I take the same stance here. I would also say if you are a good looking guy who used college to party and find girls to f*ck, then you will peak at college. If you avoided all that, and weren't that good looking on top of it. Well, then it may be easier after college depending on how hard you work.

For me, college was convenient. Girls were all around me and I didn't have to go on stupid dates or really go out of my way to meet girls. After college, you have to make more of an effort to get out there. Frankly, I don't have time to do this and I don't really care enough to find a girl I have to put up with for a few hours at the least, just to stick my d*ck in her. I don't want a girlfriend because it would be a huge distraction while working 50 hours a week and going back for grad school full time.
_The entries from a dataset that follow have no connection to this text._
//! Handlers for `/exam-periods`.

use axum::extract::{Path, State};
use axum::http::StatusCode;
use axum::response::IntoResponse;
use axum::Json;

use collegium_core::error::CoreError;
use collegium_core::types::DbId;
use collegium_db::models::exam_period::CreateExamPeriod;
use collegium_db::repositories::ExamPeriodRepo;

use crate::error::{AppError, AppResult};
use crate::middleware::auth::AuthUser;
use crate::middleware::rbac::RequireAdmin;
use crate::response::DataResponse;
use crate::state::AppState;

/// POST /api/v1/exam-periods
pub async fn create_exam_period(
    RequireAdmin(_user): RequireAdmin,
    State(state): State<AppState>,
    Json(input): Json<CreateExamPeriod>,
) -> AppResult<impl IntoResponse> {
    if input.end_date < input.start_date {
        return Err(AppError::Core(CoreError::Validation(format!(
            "end_date {} precedes start_date {}",
            input.end_date, input.start_date
        ))));
    }
    let period = ExamPeriodRepo::create(&state.pool, &input).await?;
    Ok((StatusCode::CREATED, Json(DataResponse { data: period })))
}

/// GET /api/v1/exam-periods
pub async fn list_exam_periods(
    _user: AuthUser,
    State(state): State<AppState>,
) -> AppResult<impl IntoResponse> {
    let periods = ExamPeriodRepo::list_all(&state.pool).await?;
    Ok(Json(DataResponse { data: periods }))
}

/// DELETE /api/v1/exam-periods/{id}
pub async fn delete_exam_period(
    RequireAdmin(_user): RequireAdmin,
    State(state): State<AppState>,
    Path(id): Path<DbId>,
) -> AppResult<impl IntoResponse> {
    let deleted = ExamPeriodRepo::delete(&state.pool, id).await?;
    if !deleted {
        return Err(AppError::Core(CoreError::NotFound {
            entity: "ExamPeriod",
            id,
        }));
    }
    Ok(Json(DataResponse {
        data: serde_json::json!({ "deleted": true }),
    }))
}
//! Route definitions for `/timetable/entries`.

use axum::routing::get;
use axum::Router;

use crate::handlers::entries;
use crate::state::AppState;

/// Routes mounted at `/timetable/entries`.
///
/// ```text
/// GET    /         -> list_entries
/// POST   /         -> create_entries (single or bulk, conflict-checked)
/// GET    /{id}     -> get_entry
/// PATCH  /{id}     -> update_entry
/// DELETE /{id}     -> delete_entry (soft, records undo)
/// ```
pub fn router() -> Router<AppState> {
    Router::new()
        .route("/", get(entries::list_entries).post(entries::create_entries))
        .route(
            "/{id}",
            get(entries::get_entry)
                .patch(entries::update_entry)
                .delete(entries::delete_entry),
        )
}
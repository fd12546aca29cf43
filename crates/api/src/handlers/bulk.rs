//! Handlers for the four bulk operation kinds plus operation tracking.
//!
//! Submission is fire-and-track: planning and validation run
//! synchronously (parameter and reference failures are immediate 4xx),
//! then a pending `bulk_operations` record is created and execution is
//! spawned. `dry_run` short-circuits with the full projection and
//! conflict report and never creates a record -- it is the preview path.

use axum::extract::{Path, Query, State};
use axum::http::StatusCode;
use axum::response::IntoResponse;
use axum::Json;
use serde::Deserialize;

use collegium_core::bulk::{BulkOptions, BulkStatus, OperationKind};
use collegium_core::error::CoreError;
use collegium_core::reschedule::Exclusions;
use collegium_core::types::DbId;
use collegium_db::repositories::BulkOperationRepo;

use crate::engine::clone::{self, CloneParams};
use crate::engine::executor;
use crate::engine::faculty_replace::{self, FacultyReplaceParams};
use crate::engine::plan::Plan;
use crate::engine::reschedule::{self, RescheduleParams};
use crate::engine::template_apply::{self, TemplateApplyParams};
use crate::error::{AppError, AppResult};
use crate::middleware::auth::AuthUser;
use crate::middleware::rbac::RequireAdmin;
use crate::query::PaginationParams;
use crate::response::DataResponse;
use crate::state::AppState;

/// Request envelope shared by all four kinds: the kind's parameters at
/// the top level plus an optional options bag.
#[derive(Debug, Deserialize)]
pub struct BulkRequest<P> {
    #[serde(flatten)]
    pub params: P,
    #[serde(default)]
    pub options: BulkOptions,
}

/// POST /api/v1/timetable/bulk/clone
pub async fn clone_schedule(
    RequireAdmin(user): RequireAdmin,
    State(state): State<AppState>,
    Json(req): Json<BulkRequest<CloneParams>>,
) -> AppResult<impl IntoResponse> {
    let plan = clone::plan(&state.pool, &req.params).await?;
    let parameters = to_parameters(&req.params)?;
    submit(state, OperationKind::Clone, parameters, plan, req.options, user).await
}

/// POST /api/v1/timetable/bulk/faculty-replace
pub async fn replace_faculty(
    RequireAdmin(user): RequireAdmin,
    State(state): State<AppState>,
    Json(req): Json<BulkRequest<FacultyReplaceParams>>,
) -> AppResult<impl IntoResponse> {
    let plan = faculty_replace::plan(&state.pool, &req.params).await?;
    let parameters = to_parameters(&req.params)?;
    submit(
        state,
        OperationKind::FacultyReplace,
        parameters,
        plan,
        req.options,
        user,
    )
    .await
}

/// POST /api/v1/timetable/bulk/reschedule
pub async fn reschedule_entries(
    RequireAdmin(user): RequireAdmin,
    State(state): State<AppState>,
    Json(req): Json<BulkRequest<RescheduleParams>>,
) -> AppResult<impl IntoResponse> {
    let exclusions = Exclusions {
        exclude_weekends: req.options.exclude_weekends,
        respect_blackouts: req.options.respect_blackouts,
    };
    let plan = reschedule::plan(&state.pool, &req.params, exclusions).await?;
    let parameters = to_parameters(&req.params)?;
    submit(
        state,
        OperationKind::Reschedule,
        parameters,
        plan,
        req.options,
        user,
    )
    .await
}

/// POST /api/v1/timetable/bulk/template-apply
pub async fn apply_template(
    RequireAdmin(user): RequireAdmin,
    State(state): State<AppState>,
    Json(req): Json<BulkRequest<TemplateApplyParams>>,
) -> AppResult<impl IntoResponse> {
    let plan = template_apply::plan(&state.pool, &req.params).await?;
    let parameters = to_parameters(&req.params)?;
    submit(
        state,
        OperationKind::TemplateApply,
        parameters,
        plan,
        req.options,
        user,
    )
    .await
}

fn to_parameters<P: serde::Serialize>(params: &P) -> AppResult<serde_json::Value> {
    serde_json::to_value(params)
        .map_err(|e| AppError::InternalError(format!("parameter serialization failed: {e}")))
}

/// Shared tail of every submission: dry-run short-circuit, or record +
/// spawn.
async fn submit(
    state: AppState,
    kind: OperationKind,
    parameters: serde_json::Value,
    plan: Plan,
    options: BulkOptions,
    user: AuthUser,
) -> AppResult<axum::response::Response> {
    if options.dry_run {
        let report = executor::dry_run(&state, plan).await?;
        return Ok(Json(DataResponse { data: report }).into_response());
    }

    let operation =
        BulkOperationRepo::create(&state.pool, kind, user.user_id, &parameters).await?;

    tracing::info!(
        op_id = operation.id,
        kind = kind.as_str(),
        items = plan.items.len(),
        user_id = user.user_id,
        "Bulk operation submitted",
    );

    let task_state = state.clone();
    let op_id = operation.id;
    let user_id = user.user_id;
    tokio::spawn(async move {
        executor::run(task_state, op_id, plan, options, user_id).await;
    });

    Ok((StatusCode::ACCEPTED, Json(DataResponse { data: operation })).into_response())
}

// ---------------------------------------------------------------------------
// Tracking
// ---------------------------------------------------------------------------

/// Query parameters for listing operations. Flat because
/// `serde_urlencoded` cannot drive numeric fields through `flatten`.
#[derive(Debug, Deserialize)]
pub struct OperationListQuery {
    pub status: Option<String>,
    pub limit: Option<i64>,
    pub offset: Option<i64>,
}

/// GET /api/v1/timetable/bulk/operations
pub async fn list_operations(
    _user: AuthUser,
    State(state): State<AppState>,
    Query(q): Query<OperationListQuery>,
) -> AppResult<impl IntoResponse> {
    let status = q.status.as_deref().map(BulkStatus::parse).transpose()?;
    let (limit, offset) = PaginationParams {
        limit: q.limit,
        offset: q.offset,
    }
    .clamped();
    let operations = BulkOperationRepo::list(&state.pool, status, limit, offset).await?;
    Ok(Json(DataResponse { data: operations }))
}

/// GET /api/v1/timetable/bulk/operations/{id}
pub async fn get_operation(
    _user: AuthUser,
    State(state): State<AppState>,
    Path(id): Path<DbId>,
) -> AppResult<impl IntoResponse> {
    let operation = BulkOperationRepo::find_by_id(&state.pool, id)
        .await?
        .ok_or(CoreError::NotFound {
            entity: "BulkOperation",
            id,
        })?;
    Ok(Json(DataResponse { data: operation }))
}

/// POST /api/v1/timetable/bulk/operations/{id}/cancel
///
/// Cooperative: flips the status; the executor notices between phases.
/// Terminal operations cannot be cancelled.
pub async fn cancel_operation(
    RequireAdmin(user): RequireAdmin,
    State(state): State<AppState>,
    Path(id): Path<DbId>,
) -> AppResult<impl IntoResponse> {
    match BulkOperationRepo::cancel(&state.pool, id).await? {
        Some(operation) => {
            tracing::info!(op_id = id, user_id = user.user_id, "Bulk operation cancelled");
            Ok(Json(DataResponse { data: operation }))
        }
        None => match BulkOperationRepo::find_by_id(&state.pool, id).await? {
            Some(operation) => Err(AppError::Core(CoreError::Conflict(format!(
                "operation {id} is already {}",
                operation.status
            )))),
            None => Err(AppError::Core(CoreError::NotFound {
                entity: "BulkOperation",
                id,
            })),
        },
    }
}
My time is precious, and I would rather work, work out, play basketball, and see my friends with my spare time and maybe find someone at a party, which I have had decent success with. Broads have always been a waste of my time unless getting physical. Guys are far funnier and more interesting for conversation. Haha my family does not understand me.

Anyways, after college, if your social circle includes only guys and the occasional 5 or 6 pops up every now and then, life is difficult sexually in my experience so far, cuz I don't really want the 5 or 6, but options are so damn limited. I'm a pretty successful guy so far after college (good looks, great job , good money, fancy car) but hot girls are still incredibly difficult to get unless in social circle.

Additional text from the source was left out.